- Exercise instructions: Whenever a line in the data below includes the string "DefaultRulesEngine", copy it out.

- Listed records:
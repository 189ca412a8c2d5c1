use std::sync::Arc;

use rf_config::EngineParameters;

use crate::error::CoreResult;
use crate::facts::Facts;
use crate::listener::{Listeners, RuleListener, RulesEngineListener};
use crate::rule::Rules;

use super::{CheckReport, DefaultRulesEngine, RulesEngine};

/// Fires rules until no rule matches any more.
///
/// Each round selects the rules whose condition currently holds, up to the
/// priority threshold in set order, and fires
/// them through an inner [`DefaultRulesEngine`] with the same parameters and
/// listeners. Engine listeners see one `before_rules` / `after_rules` pair
/// around the whole run. Rule actions must eventually falsify their own
/// conditions, or the run never ends.
#[derive(Debug, Clone, Default)]
pub struct InferenceRulesEngine {
    delegate: DefaultRulesEngine,
}

impl InferenceRulesEngine {
    pub fn new() -> Self {
        Self::default()
    }

    pub fn with_parameters(parameters: EngineParameters) -> Self {
        Self {
            delegate: DefaultRulesEngine::with_parameters(parameters),
        }
    }

    pub fn listeners(&self) -> &Listeners {
        self.delegate.listeners()
    }

    pub fn listeners_mut(&mut self) -> &mut Listeners {
        self.delegate.listeners_mut()
    }

    pub fn register_rule_listener(&mut self, listener: Arc<dyn RuleListener>) {
        self.delegate.register_rule_listener(listener);
    }

    pub fn register_engine_listener(&mut self, listener: Arc<dyn RulesEngineListener>) {
        self.delegate.register_engine_listener(listener);
    }

    /// Rules whose condition holds, up to the first rule above the priority
    /// threshold.
    fn select_candidates(&self, rules: &Rules, facts: &Facts) -> CoreResult<Rules> {
        let threshold = self.delegate.parameters().priority_threshold;
        let mut candidates = Rules::new();
        for rule in rules {
            if rule.priority() > threshold {
                break;
            }
            if rule.evaluate(facts)? {
                candidates.register(Arc::clone(rule))?;
            }
        }
        Ok(candidates)
    }
}

impl RulesEngine for InferenceRulesEngine {
    fn parameters(&self) -> &EngineParameters {
        self.delegate.parameters()
    }

    fn fire(&self, rules: &Rules, facts: &mut Facts) -> CoreResult<()> {
        let listeners = self.delegate.listeners();
        listeners.before_rules(rules, facts);
        let mut round = 0usize;
        loop {
            let candidates = self.select_candidates(rules, facts)?;
            if candidates.is_empty() {
                break;
            }
            round += 1;
            rf_debug!(eval, round, candidates = candidates.len(), "firing candidate rules");
            self.delegate.do_fire(&candidates, facts)?;
        }
        rf_debug!(eval, rounds = round, "no more candidate rules");
        listeners.after_rules(rules, facts);
        Ok(())
    }

    fn check(&self, rules: &Rules, facts: &Facts) -> CoreResult<CheckReport> {
        self.delegate.check(rules, facts)
    }
}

- Your response:
use super::{CheckReport, DefaultRulesEngine, RulesEngine};
/// them through an inner [`DefaultRulesEngine`] with the same parameters and
    delegate: DefaultRulesEngine,
            delegate: DefaultRulesEngine::with_parameters(parameters),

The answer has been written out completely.